NON-HUMAN HUMANITARIANISM: WHEN AI FOR GOOD TURNS OUT TO BE BAD
DOI:
https://doi.org/10.5210/spir.v2020i0.11267Palabras clave:
Artificial intelligence, algorithms, automation, humanitarianism, 'AI for social good'Resumen
Artificial intelligence (AI) applications such as predictive analytics, forecasting and chatbots are increasingly proposed as solutions to the complex challenges of humanitarian emergencies. This is part of the broad trend of ‘AI for social good’ as well as the wider developments in ‘digital humanitarianism’. The paper develops an interdisciplinary framework that brings together colonial and decolonial theory, the critical inquiry of humanitarianism and development, critical algorithm studies as well as a sociotechnical understanding of AI. Drawing on a review of current humanitarian AI applications as well as interviews with stakeholders, our analysis suggests that several initiatives fail their own objectives. However, this should not mean that these innovations do not have powerful consequences.
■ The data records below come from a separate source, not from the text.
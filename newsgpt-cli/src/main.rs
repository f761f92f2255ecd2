use std::io::Write;

use anyhow::{Context, Result};
use newsgpt_backend::Config;
use newsgpt_lesson::{LessonDelivery, Level, RenderMode, ReplyTarget};
use tokio::io::{AsyncBufReadExt, BufReader};

const SESSION: u64 = 0;
const TARGET: Option<ReplyTarget> = Some(ReplyTarget(0));

enum Input<'a> {
  Start,
  Restart,
  Reveal,
  Quit,
  Text(&'a str),
}

fn parse_input(line: &str) -> Input<'_> {
  match line.trim() {
    "/start" => Input::Start,
    "new" | "/new" => Input::Restart,
    "show" | "/show" => Input::Reveal,
    "quit" | "/cancel" => Input::Quit,
    text => Input::Text(text),
  }
}

/// Prints a delivery, holding concealed answers back in `hidden`.
fn print_delivery(delivery: &LessonDelivery, hidden: &mut Vec<String>) {
  for item in &delivery.items {
    match item.mode {
      RenderMode::Plain => println!("{}\n", item.content),
      RenderMode::Concealed => {
        hidden.push(item.content.clone());
        println!("[answer {} hidden, type `show` to reveal]\n", hidden.len());
      }
      RenderMode::LevelChoice => {
        let levels = Level::ALL.map(|level| level.as_str()).join(" / ");
        println!("{}\n({levels})\n", item.content);
      }
      RenderMode::RestartAction => println!("{}\n[type `new`]\n", item.content),
    }
  }
}

fn prompt() -> Result<()> {
  print!("> ");
  std::io::stdout().flush()?;
  Ok(())
}

#[tokio::main]
async fn main() -> Result<()> {
  env_logger::init();

  let config = Config::from_env().with_context(|| "Unable to read configuration")?;
  let tutor = config
    .build_tutor()
    .with_context(|| "Unable to build lesson pipeline")?;

  let mut hidden: Vec<String> = vec![];
  print_delivery(&tutor.on_start(SESSION, TARGET).await, &mut hidden);
  prompt()?;

  let mut lines = BufReader::new(tokio::io::stdin()).lines();
  while let Some(line) = lines.next_line().await? {
    let delivery = match parse_input(&line) {
      Input::Start => tutor.on_start(SESSION, TARGET).await,
      Input::Restart => {
        hidden.clear();
        tutor.on_restart(SESSION, TARGET).await
      }
      Input::Reveal => {
        for (number, answer) in hidden.iter().enumerate() {
          println!("answer {}: {answer}\n", number + 1);
        }
        LessonDelivery::default()
      }
      Input::Quit => {
        print_delivery(&tutor.on_cancel(SESSION, TARGET).await, &mut hidden);
        break;
      }
      Input::Text(text) => {
        let selection = tutor.on_level_selected(SESSION, text, TARGET).await;
        print_delivery(&selection.reply, &mut hidden);
        match selection.lesson {
          Some(lesson) => lesson.run().await,
          None => LessonDelivery::default(),
        }
      }
    };
    print_delivery(&delivery, &mut hidden);
    prompt()?;
  }

  Ok(())
}

#[cfg(test)]
mod tests {
  use newsgpt_lesson::DeliveryItem;

  use super::*;

  #[test]
  fn inputs_map_to_events() {
    assert!(matches!(parse_input("/start"), Input::Start));
    assert!(matches!(parse_input(" new "), Input::Restart));
    assert!(matches!(parse_input("show"), Input::Reveal));
    assert!(matches!(parse_input("quit"), Input::Quit));
    assert!(matches!(parse_input(" Beginner "), Input::Text("Beginner")));
  }

  #[test]
  fn concealed_answers_are_held_back() {
    let delivery = LessonDelivery {
      target: TARGET,
      items: vec![
        DeliveryItem::plain("Exercises"),
        DeliveryItem::concealed("1) went"),
        DeliveryItem::concealed("2) gone"),
      ],
    };
    let mut hidden = vec![];
    print_delivery(&delivery, &mut hidden);
    assert_eq!(hidden, vec!["1) went", "2) gone"]);
  }
}
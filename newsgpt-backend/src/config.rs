use std::time::Duration;

use newsgpt_lesson::{FailurePolicy, LessonOrchestrator, Tutor};
use thiserror::Error;

use crate::{completion::ChatCompletionClient, news::NewsApiFeed, news::NEWS_API_URL};

const DEFAULT_NATIVE_LANGUAGE: &str = "Russian";
const DEFAULT_TIMEOUT_SECS: u64 = 120;

#[derive(Error, Debug)]
pub enum ConfigError {
  #[error("{name} not set, {hint}")]
  Missing { name: &'static str, hint: &'static str },

  #[error("{name} has invalid value {value:?}: {reason}")]
  Invalid {
    name: &'static str,
    value: String,
    reason: String,
  },

  #[error("Unable to build HTTP client")]
  Client {
    #[source]
    source: reqwest::Error,
  },
}

/// Endpoints, keys and lesson settings shared by every transport.
#[derive(Debug, Clone)]
pub struct Config {
  pub news_api_url: String,
  pub news_api_key: String,
  pub llm_api_url: String,
  pub llm_api_key: Option<String>,
  pub llm_model: Option<String>,
  pub native_language: String,
  pub failure_policy: FailurePolicy,
  pub timeout: Duration,
}

impl Config {
  pub fn from_env() -> Result<Config, ConfigError> {
    Config::from_lookup(|name| std::env::var(name).ok())
  }

  /// Reads settings through `lookup`; empty values count as unset.
  pub fn from_lookup(lookup: impl Fn(&str) -> Option<String>) -> Result<Config, ConfigError> {
    let get = |name: &str| lookup(name).filter(|value| !value.trim().is_empty());

    let news_api_key = get("NEWS_API_KEY").ok_or(ConfigError::Missing {
      name: "NEWS_API_KEY",
      hint: "set it to a newsapi.org API key",
    })?;
    let llm_api_url = get("LLM_API_URL").ok_or(ConfigError::Missing {
      name: "LLM_API_URL",
      hint: "set it to a chat completions endpoint",
    })?;

    let failure_policy = match get("FAILURE_POLICY") {
      Some(value) => value
        .parse::<FailurePolicy>()
        .map_err(|e| ConfigError::Invalid {
          name: "FAILURE_POLICY",
          value: value.clone(),
          reason: e.to_string(),
        })?,
      None => FailurePolicy::default(),
    };

    let timeout = match get("HTTP_TIMEOUT_SECS") {
      Some(value) => {
        let secs = value.trim().parse::<u64>().map_err(|e| ConfigError::Invalid {
          name: "HTTP_TIMEOUT_SECS",
          value: value.clone(),
          reason: e.to_string(),
        })?;
        Duration::from_secs(secs)
      }
      None => Duration::from_secs(DEFAULT_TIMEOUT_SECS),
    };

    Ok(Config {
      news_api_url: get("NEWS_API_URL").unwrap_or_else(|| NEWS_API_URL.to_string()),
      news_api_key,
      llm_api_url,
      llm_api_key: get("LLM_API_KEY"),
      llm_model: get("LLM_MODEL"),
      native_language: get("NATIVE_LANGUAGE")
        .unwrap_or_else(|| DEFAULT_NATIVE_LANGUAGE.to_string()),
      failure_policy,
      timeout,
    })
  }

  pub fn build_tutor(&self) -> Result<Tutor<ChatCompletionClient, NewsApiFeed>, ConfigError> {
    let completions = ChatCompletionClient::new(&self.llm_api_url, self.timeout)
      .map_err(|source| ConfigError::Client { source })?
      .with_api_key(self.llm_api_key.clone())
      .with_model(self.llm_model.clone());
    let feed = NewsApiFeed::new(&self.news_api_url, &self.news_api_key, self.timeout)
      .map_err(|source| ConfigError::Client { source })?;

    let orchestrator = LessonOrchestrator::new(completions, feed)
      .with_native_language(&self.native_language)
      .with_policy(self.failure_policy);
    Ok(Tutor::new(orchestrator))
  }
}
Automation reproduces human biases whilst removing human judgement from situations, potentially further marginalizing disadvantaged populations. We observe a transformation of humanitarian work as technology separates officers from the consequences of their actions. At the same time, AI initiatives are cloaked in a discourse of inherent progress and an aura of ‘magic’. Rather than democratizing the relationships between humanitarian providers and suffering subjects, digital technology reaffirms the power asymmetries associated with traditional humanitarianism. The non-human aspects of AI humanitarianism reveal, rework and amplify existing deficiencies of humanitarianism. The hype generated by humanitarian innovation appears to have more direct benefits for commercial stakeholders, rather than affected populations. Ultimately, by turning complex political problems like displacement and hunger into problems with technical solutions, AI depoliticizes humanitarian emergencies.